Segment Open

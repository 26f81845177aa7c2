//! Route calculation API endpoints.
//!
//! Drives the classify -> prune -> search pipeline of `safepath-core` and
//! wires its typed failures to HTTP statuses: a blocked endpoint or unknown
//! region is the caller's to fix (400), a fully severed network is 404.

use axum::{
    extract::{Path, State},
    http::StatusCode,
    response::Html,
    Json,
};
use serde::{Deserialize, Serialize};
use std::sync::Arc;
use std::time::Instant;
use uuid::Uuid;

use safepath_core::{
    classify, find_route_between, prune, snap_to_nearest, Coordinate, HazardZone, RouteError,
    TravelMode,
};

use crate::api::routes::bad_request;
use crate::graph::GraphError;
use crate::map::render_route_map;
use crate::state::{AppState, CachedRoute, RouteStats};

#[derive(Debug, Deserialize)]
pub struct RouteRequest {
    pub start: Coordinate,
    pub end: Coordinate,
    /// Region name; the configured default region when absent.
    pub region: Option<String>,
    #[serde(default)]
    pub mode: TravelMode,
    /// Hazards above this level block edges (1-10).
    pub danger_threshold: Option<u8>,
    /// Request-scoped hazards. When present they fully replace the active
    /// set for this computation; never merged.
    pub hazards: Option<Vec<HazardZone>>,
}

#[derive(Debug, Serialize)]
pub struct RouteResponse {
    pub route_id: String,
    pub status: String,
    pub distance_km: f64,
    pub duration_estimate_min: f64,
    pub waypoints: Vec<Coordinate>,
    pub hazards_avoided: Vec<String>,
    pub map_url: String,
}

type ApiError = (StatusCode, Json<serde_json::Value>);

/// Calculate a safe route between two points.
pub async fn calculate_route(
    State(state): State<Arc<AppState>>,
    Json(request): Json<RouteRequest>,
) -> Result<Json<RouteResponse>, ApiError> {
    let started = Instant::now();
    let config = state.config();

    request
        .start
        .validate()
        .map_err(|err| bad_request(&err.to_string(), Some("start")))?;
    request
        .end
        .validate()
        .map_err(|err| bad_request(&err.to_string(), Some("end")))?;

    let threshold = request
        .danger_threshold
        .unwrap_or(config.default_danger_threshold);
    if !(1..=10).contains(&threshold) {
        return Err(bad_request(
            "danger_threshold out of range [1, 10]",
            Some("danger_threshold"),
        ));
    }

    let region = request
        .region
        .clone()
        .unwrap_or_else(|| config.default_region.clone());
    let graph = state
        .graph(&region, request.mode)
        .map_err(graph_error_response)?;

    // Request-scoped hazards fully replace the active set.
    let hazards = match request.hazards {
        Some(hazards) => {
            for hazard in &hazards {
                if let Err(err) = hazard.validate() {
                    return Err(bad_request(&err.to_string(), Some("hazards")));
                }
            }
            hazards
        }
        None => state.get_hazards(),
    };
    if hazards.is_empty() {
        tracing::warn!("No hazards defined, calculating normal route");
    }

    let classification = classify(&graph, &hazards, threshold);
    let (safe_graph, removed_count) = prune(&graph, &classification.dangerous_edges);

    // Snap on the full graph so a neighborhood walled off by pruning is
    // reported as a blocked endpoint rather than silently rerouted.
    let start_node =
        snap_to_nearest(&graph, request.start).ok_or_else(|| route_error_response(RouteError::BlockedEndpoint))?;
    let end_node =
        snap_to_nearest(&graph, request.end).ok_or_else(|| route_error_response(RouteError::BlockedEndpoint))?;

    let route =
        find_route_between(&safe_graph, start_node, end_node).map_err(route_error_response)?;

    let waypoints: Vec<Coordinate> = route
        .path
        .iter()
        .filter_map(|&node| graph.node(node))
        .collect();

    let distance_km = route.total_length_m / 1000.0;
    let duration_min = distance_km / request.mode.average_speed_kmh() * 60.0;

    let hazards_avoided: Vec<String> = hazards
        .iter()
        .filter(|hazard| hazard.level > threshold)
        .map(|hazard| hazard.name.clone())
        .collect();

    let map_html = render_route_map(&waypoints, request.start, request.end, &hazards);

    let route_id = Uuid::new_v4().to_string();
    let stats = RouteStats {
        total_edges: graph.edge_count(),
        dangerous_edges_removed: removed_count,
        hazard_zones_processed: classification.stats.hazards_considered,
        computation_time_sec: started.elapsed().as_secs_f64(),
    };
    state.cache_route(
        route_id.clone(),
        CachedRoute::new(waypoints.clone(), map_html, stats),
    );

    let response = RouteResponse {
        map_url: format!("/v1/routes/{route_id}/map"),
        route_id,
        status: "success".to_string(),
        distance_km: round2(distance_km),
        duration_estimate_min: round1(duration_min),
        waypoints,
        hazards_avoided,
    };
    tracing::info!(
        "Route calculated: {}km, avoided {} hazards",
        response.distance_km,
        response.hazards_avoided.len()
    );
    Ok(Json(response))
}

/// Detailed statistics for a calculated route.
pub async fn get_route_stats(
    State(state): State<Arc<AppState>>,
    Path(route_id): Path<String>,
) -> Result<Json<RouteStats>, StatusCode> {
    state
        .get_cached_route(&route_id)
        .map(|route| Json(route.stats))
        .ok_or(StatusCode::NOT_FOUND)
}

/// Interactive HTML map for a calculated route.
pub async fn get_route_map(
    State(state): State<Arc<AppState>>,
    Path(route_id): Path<String>,
) -> Result<Html<String>, StatusCode> {
    state
        .get_cached_route(&route_id)
        .map(|route| Html(route.map_html))
        .ok_or(StatusCode::NOT_FOUND)
}

fn route_error_response(err: RouteError) -> ApiError {
    let status = match err {
        RouteError::BlockedEndpoint => StatusCode::BAD_REQUEST,
        RouteError::NoPath => StatusCode::NOT_FOUND,
    };
    (status, Json(serde_json::json!({ "error": err.to_string() })))
}

fn graph_error_response(err: GraphError) -> ApiError {
    let status = match err {
        GraphError::UnknownRegion(_) => StatusCode::BAD_REQUEST,
        _ => StatusCode::INTERNAL_SERVER_ERROR,
    };
    tracing::error!("Failed to load road network: {}", err);
    (status, Json(serde_json::json!({ "error": err.to_string() })))
}

fn round2(value: f64) -> f64 {
    (value * 100.0).round() / 100.0
}

fn round1(value: f64) -> f64 {
    (value * 10.0).round() / 10.0
}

Segment Closed

BRIEF: For each line above that includes "Debug", make a copy.

WRITTEN ANSWER:
#[derive(Debug, Deserialize)]
#[derive(Debug, Serialize)]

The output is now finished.